Sino en todas las ciudades, por lo menos eso ocurre en Gijón y en Nueva York; perdón por las semejanzas. En Gijón existe un amplio barrio Oeste, desde El Natahoyo hasta Serín, en otro tiempo poblado de chimeneas y hoy más bien repleto de jubilados, que deambulan de un lado para otro contemplando las pocas industrias que quedan. Y además varias de ellas con la crisis a cuestas. También el West Side, barrio Oeste de Nueva York, lo pueblan gentes humildes, cuyos conflictos han dado lugar a numerosas películas, desde las más negras historias del hampa, hasta el emblemático canto de amor imposible, por la rivalidad de bandas, en 'West Side Story'. El Oeste es el lado propicio para la pasión. Los que están asentados al Este, nos desplazan hasta ese 'far west'. Cada vez más hacia el Oeste, donde los antiguos suponían que se acababa el mundo.
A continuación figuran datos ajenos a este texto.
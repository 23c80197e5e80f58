//! Account endpoints: `POST /sign_up` and `POST /login`

use log::{info, warn};
use serde::{Deserialize, Serialize};
use warp::http::StatusCode;
use warp::{Filter, Rejection, Reply};

use crate::auth::password::{hash_password, verify_password};
use crate::core::server::ServerState;
use crate::error::{Result, TrickleError};
use crate::handlers::with_state;
use crate::storage::accounts::AccountView;

const BODY_LIMIT: u64 = 4 * 1024;

#[derive(Debug, Clone, Serialize, Deserialize)]
pub struct Credentials {
    pub username: String,
    pub password: String,
}

#[derive(Debug, Clone, Serialize, Deserialize)]
pub struct LoginResponse {
    pub user_id: String,
    pub token: String,
}

pub fn sign_up_route(state: ServerState) -> impl Filter<Extract = (impl Reply,), Error = Rejection> + Clone {
    warp::path("sign_up")
        .and(warp::path::end())
        .and(warp::post())
        .and(warp::body::content_length_limit(BODY_LIMIT))
        .and(warp::body::json())
        .and(with_state(state))
        .and_then(|credentials: Credentials, state: ServerState| async move {
            match create_account(credentials, &state).await {
                Ok(view) => Ok(warp::reply::with_status(
                    warp::reply::json(&view),
                    StatusCode::CREATED,
                )),
                Err(e) => Err(warp::reject::custom(e)),
            }
        })
}

pub fn login_route(state: ServerState) -> impl Filter<Extract = (impl Reply,), Error = Rejection> + Clone {
    warp::path("login")
        .and(warp::path::end())
        .and(warp::post())
        .and(warp::body::content_length_limit(BODY_LIMIT))
        .and(warp::body::json())
        .and(with_state(state))
        .and_then(|credentials: Credentials, state: ServerState| async move {
            match login(credentials, &state).await {
                Ok(response) => Ok(warp::reply::with_status(
                    warp::reply::json(&response),
                    StatusCode::CREATED,
                )),
                Err(e) => Err(warp::reject::custom(e)),
            }
        })
}

/// Register a new account and return its public view
pub async fn create_account(credentials: Credentials, state: &ServerState) -> Result<AccountView> {
    if credentials.password.is_empty() {
        return Err(TrickleError::ValidationError("password cannot be empty".to_string()));
    }

    let password = credentials.password;
    let password_hash = tokio::task::spawn_blocking(move || hash_password(&password))
        .await
        .map_err(|e| TrickleError::SystemError(format!("hashing task failed: {}", e)))??;

    let account = state.accounts.create(&credentials.username, password_hash).await?;
    info!("Signed up account {} ({})", account.id, account.username);
    Ok(account.view())
}

/// Check credentials and mint a session token
pub async fn login(credentials: Credentials, state: &ServerState) -> Result<LoginResponse> {
    let account = state.accounts.find_by_username(credentials.username.trim()).await?;

    let password = credentials.password;
    let stored = account.password_hash.clone();
    let verified = tokio::task::spawn_blocking(move || verify_password(&password, &stored))
        .await
        .map_err(|e| TrickleError::SystemError(format!("verification task failed: {}", e)))?;
    if let Err(e) = verified {
        warn!("Failed login for {}", account.username);
        return Err(e);
    }

    let token = state.tokens.issue(&account.id)?;
    info!("Account {} logged in", account.username);
    Ok(LoginResponse {
        user_id: account.id,
        token,
    })
}
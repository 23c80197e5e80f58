//! Shared server state: the hub, the account registry and the token
//! verifier, handed to every request handler and connection task

use log::debug;
use std::sync::Arc;

use crate::auth::token::TokenManager;
use crate::config::ServerConfig;
use crate::core::event::Event;
use crate::core::game;
use crate::core::geometry::Arena;
use crate::core::hub::{create_hub, HubHandle};
use crate::error::Result;
use crate::storage::accounts::AccountRegistry;

#[derive(Clone)]
pub struct ServerState {
    pub config: Arc<ServerConfig>,
    pub accounts: AccountRegistry,
    pub tokens: Arc<TokenManager>,
    pub hub: HubHandle,
    pub arena: Arena,
}

impl ServerState {
    /// Build the state and spawn the hub's coordination loop. The hub runs
    /// until the last clone of this state is dropped.
    pub fn start(config: ServerConfig, accounts: AccountRegistry) -> Self {
        let (hub, handle) = create_hub(config.hub_buffer);
        tokio::spawn(hub.run());

        let tokens = TokenManager::new(&config.jwt_secret, config.token_ttl);

        Self {
            config: Arc::new(config),
            accounts,
            tokens: Arc::new(tokens),
            hub: handle,
            arena: Arena::default(),
        }
    }

    /// Apply an event to the world and submit its broadcasts to the hub.
    ///
    /// The registry write lock is held until every broadcast is queued, so
    /// the order clients observe matches the order mutations happened in.
    pub async fn dispatch(&self, event: &Event) -> Result<usize> {
        let mut accounts = self.accounts.write().await;
        let outbound = game::apply(&mut accounts, &self.arena, event);

        for update in &outbound {
            self.hub.broadcast(update.encode()?).await?;
        }

        debug!("Event {:?} from {} produced {} broadcasts", event.action, event.user_id, outbound.len());
        Ok(outbound.len())
    }
}

#[cfg(test)]
mod tests {
    use super::*;
    use crate::core::connection::Connection;
    use crate::core::event::Action;
    use crate::core::geometry::Direction;

    #[tokio::test]
    async fn test_dispatch_broadcasts_to_registered_connections() {
        let state = ServerState::start(ServerConfig::for_testing(), AccountRegistry::new());
        let alice = state.accounts.create("alice", "h".to_string()).await.unwrap();
        let (connection, mut rx) = Connection::new(alice.id.clone(), 8);
        state.hub.register(connection).await.unwrap();

        let event = Event {
            user_id: alice.id.clone(),
            action: Action::Move(Direction::South),
        };
        assert_eq!(state.dispatch(&event).await.unwrap(), 1);

        let frame = rx.recv().await.unwrap();
        let value: serde_json::Value = serde_json::from_str(frame.to_str().unwrap()).unwrap();
        assert_eq!(value["type"], 0);
        assert_eq!(value["user_id"], alice.id.as_str());
        assert_eq!(value["body"]["dimensions"]["y"], 1.0);
    }

    #[tokio::test]
    async fn test_dispatch_elimination_emits_two_broadcasts() {
        let state = ServerState::start(ServerConfig::for_testing(), AccountRegistry::new());
        let alice = state.accounts.create("alice", "h".to_string()).await.unwrap();
        let bob = state.accounts.create("bob", "h".to_string()).await.unwrap();
        state.accounts.write().await.get_mut(&bob.id).unwrap().health = 1;

        let (connection, mut rx) = Connection::new(alice.id.clone(), 8);
        state.hub.register(connection).await.unwrap();

        let attack = Event {
            user_id: alice.id.clone(),
            action: Action::Attack,
        };
        assert_eq!(state.dispatch(&attack).await.unwrap(), 2);
        assert!(!state.accounts.contains(&bob.id).await);

        let damage: serde_json::Value =
            serde_json::from_str(rx.recv().await.unwrap().to_str().unwrap()).unwrap();
        assert_eq!(damage["type"], 2);
        assert_eq!(damage["user_id"], bob.id.as_str());
        assert_eq!(damage["body"]["health"], 0);

        let notice: serde_json::Value =
            serde_json::from_str(rx.recv().await.unwrap().to_str().unwrap()).unwrap();
        assert_eq!(notice["type"], 3);
        assert_eq!(notice["body"]["msg"], "alice is dominating bob!");

        // Second attack finds nobody to hit
        assert_eq!(state.dispatch(&attack).await.unwrap(), 0);
    }

    #[tokio::test]
    async fn test_dispatch_under_lock_drains_through_small_hub_buffer() {
        let mut config = ServerConfig::for_testing();
        config.hub_buffer = 1;
        let state = ServerState::start(config, AccountRegistry::new());
        let alice = state.accounts.create("alice", "h".to_string()).await.unwrap();
        let (connection, mut rx) = Connection::new(alice.id.clone(), 128);
        state.hub.register(connection).await.unwrap();

        let mut senders = Vec::new();
        for n in 0..32 {
            let state = state.clone();
            let event = Event {
                user_id: alice.id.clone(),
                action: Action::Chat(format!("msg-{}", n)),
            };
            senders.push(tokio::spawn(async move { state.dispatch(&event).await }));
        }

        let all = async {
            for sender in senders {
                assert_eq!(sender.await.unwrap().unwrap(), 1);
            }
        };
        tokio::time::timeout(std::time::Duration::from_secs(5), all)
            .await
            .expect("dispatch stalled behind the registry lock");

        assert_eq!(state.hub.connection_count().await.unwrap(), 1);
        let mut delivered = 0;
        while rx.try_recv().is_ok() {
            delivered += 1;
        }
        assert_eq!(delivered, 32);
    }
}
//! Connection hub: the single owner of the live connection set
//!
//! Registration, unregistration and broadcast fan-out all arrive as
//! messages on bounded channels and are applied one at a time by
//! `Hub::run`. Nothing else ever touches the connection map, so the set
//! needs no lock and a connection can never be registered twice.
//!
//! Backpressure is resolved by eviction: a connection whose outbound queue
//! is full when a broadcast arrives is dropped from the set and its queue
//! closed. The evicted client is not told why; it simply sees the socket
//! close.
//!
//! `ServerState::dispatch` awaits `HubHandle::broadcast` while holding the
//! account registry's write lock. The hub loop must never take that lock,
//! or a full broadcast channel deadlocks dispatch.

use log::{debug, info, warn};
use std::collections::HashMap;
use tokio::sync::mpsc::error::TrySendError;
use tokio::sync::{mpsc, oneshot};
use warp::ws::Message;

use crate::core::connection::{Connection, ConnectionId};
use crate::error::{Result, TrickleError};

/// Registry of live connections. Owned by the task running `run`.
pub struct Hub {
    connections: HashMap<ConnectionId, Connection>,
    register_rx: mpsc::Receiver<Connection>,
    unregister_rx: mpsc::Receiver<ConnectionId>,
    broadcast_rx: mpsc::Receiver<String>,
    inspect_rx: mpsc::Receiver<oneshot::Sender<Vec<ConnectionId>>>,
}

/// Cloneable front end used by every other task to reach the hub
#[derive(Clone)]
pub struct HubHandle {
    register_tx: mpsc::Sender<Connection>,
    unregister_tx: mpsc::Sender<ConnectionId>,
    broadcast_tx: mpsc::Sender<String>,
    inspect_tx: mpsc::Sender<oneshot::Sender<Vec<ConnectionId>>>,
}

/// Create a hub and its handle. Each control channel holds `capacity`
/// pending commands.
pub fn create_hub(capacity: usize) -> (Hub, HubHandle) {
    let (register_tx, register_rx) = mpsc::channel(capacity);
    let (unregister_tx, unregister_rx) = mpsc::channel(capacity);
    let (broadcast_tx, broadcast_rx) = mpsc::channel(capacity);
    let (inspect_tx, inspect_rx) = mpsc::channel(capacity);

    let hub = Hub {
        connections: HashMap::new(),
        register_rx,
        unregister_rx,
        broadcast_rx,
        inspect_rx,
    };
    let handle = HubHandle {
        register_tx,
        unregister_tx,
        broadcast_tx,
        inspect_tx,
    };
    (hub, handle)
}

impl Hub {
    /// Coordination loop. Runs until every `HubHandle` has been dropped.
    pub async fn run(mut self) {
        info!("Hub started");
        loop {
            tokio::select! {
                biased;

                Some(connection) = self.register_rx.recv() => self.register(connection),
                Some(id) = self.unregister_rx.recv() => {
                    self.unregister(&id);
                }
                Some(payload) = self.broadcast_rx.recv() => {
                    self.broadcast(payload);
                }
                Some(reply) = self.inspect_rx.recv() => {
                    let _ = reply.send(self.connections.keys().copied().collect());
                }
                else => break,
            }
        }
        info!("Hub stopped with {} connections still registered", self.connections.len());
    }

    fn register(&mut self, connection: Connection) {
        if self.connections.contains_key(&connection.id) {
            warn!("Connection {} is already registered", connection.id);
            return;
        }
        info!(
            "Registered connection {} for account {} ({} live)",
            connection.id,
            connection.account_id,
            self.connections.len() + 1
        );
        self.connections.insert(connection.id, connection);
    }

    /// Remove a connection and close its outbound queue. Returns whether it
    /// was registered.
    fn unregister(&mut self, id: &ConnectionId) -> bool {
        match self.connections.remove(id) {
            Some(connection) => {
                info!(
                    "Unregistered connection {} for account {} after {:?} ({} live)",
                    connection.id,
                    connection.account_id,
                    connection.connection_duration(),
                    self.connections.len()
                );
                // Dropping the connection drops the queue's only sender
                true
            }
            None => false,
        }
    }

    /// Offer `payload` to every live connection without blocking. Returns
    /// the number of queues it landed in.
    fn broadcast(&mut self, payload: String) -> usize {
        let message = Message::text(payload);
        let mut delivered = 0;
        let mut evicted = Vec::new();

        for (id, connection) in &self.connections {
            match connection.try_deliver(message.clone()) {
                Ok(()) => delivered += 1,
                Err(TrySendError::Full(_)) => {
                    warn!(
                        "Evicting slow connection {} for account {}: outbound queue full",
                        id, connection.account_id
                    );
                    evicted.push(*id);
                }
                Err(TrySendError::Closed(_)) => {
                    debug!("Connection {} write pump already gone", id);
                    evicted.push(*id);
                }
            }
        }

        for id in evicted {
            self.unregister(&id);
        }

        debug!("Broadcast delivered to {} connections", delivered);
        delivered
    }
}

impl HubHandle {
    /// Add a connection to the live set
    pub async fn register(&self, connection: Connection) -> Result<()> {
        self.register_tx
            .send(connection)
            .await
            .map_err(|_| TrickleError::HubUnavailable)
    }

    /// Remove a connection and close its queue. Unknown ids are ignored.
    pub async fn unregister(&self, id: ConnectionId) -> Result<()> {
        self.unregister_tx
            .send(id)
            .await
            .map_err(|_| TrickleError::HubUnavailable)
    }

    /// Submit an encoded frame for fan-out to every live connection
    pub async fn broadcast(&self, payload: String) -> Result<()> {
        self.broadcast_tx
            .send(payload)
            .await
            .map_err(|_| TrickleError::HubUnavailable)
    }

    /// Ids of the connections registered when the hub serves this request
    pub async fn live_connections(&self) -> Result<Vec<ConnectionId>> {
        let (reply_tx, reply_rx) = oneshot::channel();
        self.inspect_tx
            .send(reply_tx)
            .await
            .map_err(|_| TrickleError::HubUnavailable)?;
        reply_rx.await.map_err(|_| TrickleError::HubUnavailable)
    }

    pub async fn connection_count(&self) -> Result<usize> {
        Ok(self.live_connections().await?.len())
    }
}
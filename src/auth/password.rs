//! Password hashing with argon2

use argon2::password_hash::{PasswordHash, PasswordHasher, PasswordVerifier, SaltString};
use argon2::Argon2;
use rand::rngs::OsRng;

use crate::error::{Result, TrickleError};

/// Hash a password into a PHC string suitable for storage
pub fn hash_password(password: &str) -> Result<String> {
    let salt = SaltString::generate(&mut OsRng);
    Argon2::default()
        .hash_password(password.as_bytes(), &salt)
        .map(|hash| hash.to_string())
        .map_err(|e| TrickleError::SystemError(format!("Failed to hash password: {}", e)))
}

/// Check a password against a stored PHC string
pub fn verify_password(password: &str, stored_hash: &str) -> Result<()> {
    let parsed = PasswordHash::new(stored_hash)
        .map_err(|e| TrickleError::StorageError(format!("Malformed password hash: {}", e)))?;

    Argon2::default()
        .verify_password(password.as_bytes(), &parsed)
        .map_err(|_| TrickleError::InvalidCredentials)
}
El barrio Oeste de Gijón también pudo haber tenido su película, si dieran facilidades para rodar 'Los lunes al sol', pues de aquí salió la inspiración para filmar aquellos combates navales del pasado, y que de vez en cuando rebrotan como los volcanes dormidos. Allá donde las industrias se apagan, han crecido como señales de advertencia una comisaría y un juzgado, todo ello hacia el Oeste, ya que la inclinación, no sé si instintiva o estudiada, hace que hacia aquí derive lo que reprime y juzga. Forman un ángulo recto, comisaría y juzgados, cuyo vértice se sitúa en unos astilleros.
Los que creemos poco en las casualidades, nos da por pensar que todo es un arreglo del consciente o del inconsciente para que estas cosas ocurran en el barrio Oeste. Unas veces te encuentras, al salir o regresar de casa, con manifestaciones de un lado y pelotazos del otro. Y ahora, recientemente, con coches alborotados de luces, que traen a declarar a presuntos delincuentes, o gentes que pasaban por allí, a los juzgados de mi atribulada calle. En ese lanzamiento mutuo de mierda, entre supuestos traficantes, supuestos chivatos y policías entrecomillados, forman una hilera de presuntos, agrupados con el desafortunado nombre de 'trama asturiana'. A veces, un nombre, como este de 'trama asturiana', puede causar más estragos que una bomba. Que el nombre de Asturias aparezca con frecuencia acompañado del de presuntos o confesos, hace tanto daño como si para ensalzar nuestras virtudes al forastero le enseñaran los basureros de Cogersa.
Algo malo debe de estar ocurriendo cuando sobresalimos en lo más negativo. Pero nada es tan desolador como que el nombre de Asturias ('trama asturiana') se asocie a términos despreciables, como fundamentalismo y terrorismo.